- PROBLEM TO WORK ON -
Whenever a line in the entries includes the word "size", copy that line out.

Stored items
────────────────────
//! Top bar UI: app title, status, and feed indicators.

use crate::state::{AppState, FeedPhase};
use crate::ui::colors;
use eframe::egui::{self, Color32, RichText};

pub fn render_top_bar(ctx: &egui::Context, state: &mut AppState) {
    egui::TopBottomPanel::top("top_bar")
        .exact_height(36.0)
        .show(ctx, |ui| {
            ui.horizontal_centered(|ui| {
                ui.label(
                    RichText::new("Quake Workbench")
                        .strong()
                        .size(16.0)
                        .color(Color32::WHITE),
                );

                ui.separator();

                feed_indicator(ui, "Earthquakes", &state.feeds.earthquakes);
                feed_indicator(ui, "Fault Lines", &state.feeds.fault_lines);

                ui.separator();

                ui.label(
                    RichText::new(&state.status_message)
                        .size(13.0)
                        .color(Color32::GRAY),
                );
            });
        });
}

fn feed_indicator(ui: &mut egui::Ui, name: &str, phase: &FeedPhase) {
    let (color, detail) = match phase {
        FeedPhase::Loading => (colors::feed::LOADING, "loading".to_string()),
        FeedPhase::Loaded { features } => (colors::feed::LOADED, features.to_string()),
        FeedPhase::Failed(_) => (colors::feed::FAILED, "failed".to_string()),
    };

    ui.label(RichText::new("●").size(11.0).color(color));
    ui.label(
        RichText::new(format!("{}: {}", name, detail))
            .size(12.0)
            .color(colors::ui::VALUE),
    );
}
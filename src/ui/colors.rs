//! Centralized color constants for the UI.

use eframe::egui::Color32;

/// General UI colors for labels and values.
pub mod ui {
    use super::Color32;

    /// Muted gray for labels.
    #[allow(dead_code)] // Available for future UI elements
    pub const LABEL: Color32 = Color32::from_rgb(100, 100, 100);
    /// Slightly brighter for values.
    pub const VALUE: Color32 = Color32::from_rgb(160, 160, 160);
}

/// Colors for feed status indicators.
pub mod feed {
    use super::Color32;

    /// Orange - fetch in flight.
    pub const LOADING: Color32 = Color32::from_rgb(255, 180, 50);
    /// Green - overlay populated.
    pub const LOADED: Color32 = Color32::from_rgb(100, 200, 100);
    /// Red - fetch failed; overlay stays empty.
    pub const FAILED: Color32 = Color32::from_rgb(255, 80, 80);
}
//! Overlay visibility state.

/// Toggles for the two map overlays.
#[derive(Clone)]
pub struct OverlayState {
    /// Show the earthquake markers overlay.
    pub earthquakes: bool,
    /// Show the plate-boundary lines overlay.
    pub fault_lines: bool,
}

impl Default for OverlayState {
    fn default() -> Self {
        Self {
            earthquakes: true,
            fault_lines: true,
        }
    }
}
//! Per-style tile caches.

use super::{BasemapStyle, MapboxSource};
use eframe::egui;
use walkers::HttpTiles;

/// One `HttpTiles` cache per base layer style.
///
/// Each style keeps its own cache so toggling between base layers in the
/// layer control reuses already downloaded tiles.
pub struct BasemapTiles {
    street: HttpTiles,
    dark: HttpTiles,
    satellite: HttpTiles,
}

impl BasemapTiles {
    pub fn new(ctx: &egui::Context, access_token: &str) -> Self {
        if access_token.is_empty() {
            log::warn!("No Mapbox access token configured; base tiles will fail to load");
        }

        Self {
            street: HttpTiles::new(
                MapboxSource::new(BasemapStyle::Street, access_token),
                ctx.clone(),
            ),
            dark: HttpTiles::new(
                MapboxSource::new(BasemapStyle::Dark, access_token),
                ctx.clone(),
            ),
            satellite: HttpTiles::new(
                MapboxSource::new(BasemapStyle::Satellite, access_token),
                ctx.clone(),
            ),
        }
    }

    /// Returns the tile cache for the active base layer.
    pub fn get_mut(&mut self, style: BasemapStyle) -> &mut HttpTiles {
        match style {
            BasemapStyle::Street => &mut self.street,
            BasemapStyle::Dark => &mut self.dark,
            BasemapStyle::Satellite => &mut self.satellite,
        }
    }
}
//! Earthquake and fault-line overlays.
//!
//! Parsing of the two GeoJSON feeds into domain structures, the styling
//! helpers mapping magnitude to marker radius and depth to color, and the
//! map plugins that draw the overlays.

mod layer;
mod renderer;
mod style;

pub use layer::{Earthquake, EarthquakeLayer, FaultLineLayer};
pub use renderer::{EarthquakePlugin, FaultLinePlugin};
pub use style::{FaultLineStyle, StylePreset, MARKER_FILL_ALPHA};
────────────────────
- EXERCISE RESPONSE -
                        .size(16.0)
                        .size(13.0)
    ui.label(RichText::new("●").size(11.0).color(color));
            .size(12.0)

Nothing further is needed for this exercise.